§ Required work: State how many lines of the records contain the string "PhantomData", and give no other information.

Extracted records
=== Begin Enclosure ===

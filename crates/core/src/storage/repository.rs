//! Generic CRUD orchestration over a [`KeyValueStore`].

use std::marker::PhantomData;
use std::sync::Arc;

use serde::Serialize;

use crate::attribute::{self, AttributeValue, Item};
use crate::catalog::Product;
use crate::keys;
use crate::orders::Order;

use super::entity::timestamp_now;
use super::error::{RepositoryError, Result, StoreError};
use super::traits::{Entity, KeyValueStore};
use super::types::{KeyCondition, StoreOperation, TableDescription};

/// Attribute the products-by-category index is keyed on.
pub const CATEGORY_ATTRIBUTE: &str = "categoryId";

const ALL_ITEMS: &str = "*";

/// Repository for one entity type stored in one table.
pub struct Repository<E> {
    store: Arc<dyn KeyValueStore>,
    table: String,
    index: Option<String>,
    entity: PhantomData<fn() -> E>,
}

impl<E> Clone for Repository<E> {
    fn clone(&self) -> Self {
        Self {
            store: Arc::clone(&self.store),
            table: self.table.clone(),
            index: self.index.clone(),
            entity: PhantomData,
        }
    }
}

impl<E: Entity> Repository<E> {
    pub fn new(store: Arc<dyn KeyValueStore>, table: impl Into<String>) -> Self {
        Self {
            store,
            table: table.into(),
            index: None,
            entity: PhantomData,
        }
    }

    /// Sets the secondary index used by [`Repository::find_by_index`].
    pub fn with_index(mut self, index: impl Into<String>) -> Self {
        self.index = Some(index.into());
        self
    }

    pub fn table(&self) -> &str {
        &self.table
    }

    /// Persists a new entity.
    ///
    /// A blank id is replaced with a fresh one; a supplied id must be
    /// UUID-shaped or nothing is written.
    pub async fn create(&self, mut entity: E) -> Result<E> {
        let id = keys::ensure_valid_id(entity.id(), "id")?;
        entity.set_id(id);
        entity.on_create(&timestamp_now());

        let item = self.marshal(&entity)?;
        self.store
            .put(&self.table, item)
            .await
            .map_err(|e| self.store_failure(StoreOperation::Put, entity.id(), e))?;

        tracing::info!(entity = E::KIND, id = entity.id(), table = %self.table, "created");
        Ok(entity)
    }

    pub async fn find_by_id(&self, id: &str) -> Result<Option<E>> {
        keys::validate_id(id, "id")?;
        let item = self
            .store
            .get(&self.table, keys::item_key(id))
            .await
            .map_err(|e| self.store_failure(StoreOperation::Get, id, e))?;

        match item {
            Some(item) if !item.is_empty() => self.unmarshal(item).map(Some),
            _ => Ok(None),
        }
    }

    /// Loads every entity in the table.
    ///
    /// When the scan is denied, the table is probed with a describe call so
    /// the log tells a missing scan permission apart from a missing table.
    pub async fn find_all(&self) -> Result<Vec<E>> {
        let items = match self.store.scan(&self.table).await {
            Ok(items) => items,
            Err(err) => {
                if matches!(err, StoreError::AccessDenied { .. }) {
                    self.probe_access().await;
                }
                return Err(self.store_failure(StoreOperation::Scan, ALL_ITEMS, err));
            }
        };

        tracing::debug!(entity = E::KIND, count = items.len(), "scanned table");
        items
            .into_iter()
            .filter(|item| !item.is_empty())
            .map(|item| self.unmarshal(item))
            .collect()
    }

    /// Replaces an existing entity, keeping the id from `id`.
    pub async fn update(&self, id: &str, mut entity: E) -> Result<E> {
        let existing = self
            .find_by_id(id)
            .await?
            .ok_or_else(|| self.not_found(id))?;

        entity.set_id(id.to_string());
        entity.on_update(&existing, &timestamp_now());

        let item = self.marshal(&entity)?;
        self.store
            .put(&self.table, item)
            .await
            .map_err(|e| self.store_failure(StoreOperation::Put, id, e))?;

        tracing::info!(entity = E::KIND, id, "updated");
        Ok(entity)
    }

    /// Deletes an entity, returning false when it did not exist.
    pub async fn delete(&self, id: &str) -> Result<bool> {
        keys::validate_id(id, "id")?;
        let deleted = self
            .store
            .delete(&self.table, keys::item_key(id))
            .await
            .map_err(|e| self.store_failure(StoreOperation::Delete, id, e))?;

        tracing::info!(entity = E::KIND, id, deleted, "delete");
        Ok(deleted)
    }

    /// Sets the serialized fields of `changes` on an existing entity and
    /// returns the stored result. Fields absent from `changes` are untouched.
    pub async fn update_fields<C>(&self, id: &str, changes: &C) -> Result<E>
    where
        C: Serialize + ?Sized,
    {
        keys::validate_id(id, "id")?;
        let changes = attribute::to_item(changes).map_err(|source| RepositoryError::Marshal {
            entity_type: E::KIND,
            id: id.to_string(),
            source,
        })?;

        let updated = self
            .store
            .update(&self.table, keys::item_key(id), changes)
            .await
            .map_err(|e| self.store_failure(StoreOperation::Update, id, e))?;

        match updated {
            Some(item) => self.unmarshal(item),
            None => Err(self.not_found(id)),
        }
    }

    /// Loads the entities whose `attribute` equals `value` through the
    /// configured secondary index.
    pub async fn find_by_index(
        &self,
        attribute: &str,
        value: impl Into<AttributeValue>,
    ) -> Result<Vec<E>> {
        let index = self.index.as_deref().ok_or_else(|| {
            RepositoryError::Validation(format!("{} has no secondary index", E::KIND))
        })?;
        let condition = KeyCondition::equals(attribute, value);
        let items = self
            .store
            .query(&self.table, index, &condition)
            .await
            .map_err(|e| self.store_failure(StoreOperation::Query, ALL_ITEMS, e))?;

        items.into_iter().map(|item| self.unmarshal(item)).collect()
    }

    pub async fn describe(&self) -> Result<TableDescription> {
        self.store
            .describe(&self.table)
            .await
            .map_err(|e| self.store_failure(StoreOperation::Describe, ALL_ITEMS, e))
    }

    async fn probe_access(&self) {
        match self.store.describe(&self.table).await {
            Ok(description) => tracing::warn!(
                entity = E::KIND,
                table = %self.table,
                status = %description.status,
                "scan denied although the table is reachable; check the scan permission"
            ),
            Err(err) => tracing::warn!(
                entity = E::KIND,
                table = %self.table,
                error = %err,
                "scan denied and the table could not be described"
            ),
        }
    }

    fn marshal(&self, entity: &E) -> Result<Item> {
        attribute::to_item(entity).map_err(|source| RepositoryError::Marshal {
            entity_type: E::KIND,
            id: entity.id().to_string(),
            source,
        })
    }

    fn unmarshal(&self, item: Item) -> Result<E> {
        let id = item
            .get(keys::KEY_ATTRIBUTE)
            .and_then(AttributeValue::as_s)
            .unwrap_or_default()
            .to_string();
        attribute::from_item(item).map_err(|source| {
            tracing::error!(entity = E::KIND, %id, error = %source, "stored item does not match");
            RepositoryError::Unmarshal {
                entity_type: E::KIND,
                id,
                source,
            }
        })
    }

    fn not_found(&self, id: &str) -> RepositoryError {
        RepositoryError::NotFound {
            entity_type: E::KIND,
            id: id.to_string(),
        }
    }

    fn store_failure(
        &self,
        operation: StoreOperation,
        id: &str,
        source: StoreError,
    ) -> RepositoryError {
        tracing::error!(
            entity = E::KIND,
            table = %self.table,
            %operation,
            id,
            error = %source,
            "store call failed"
        );
        RepositoryError::Store {
            entity_type: E::KIND,
            operation,
            id: id.to_string(),
            source,
        }
    }
}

=== End Enclosure ===

§ Task result: 4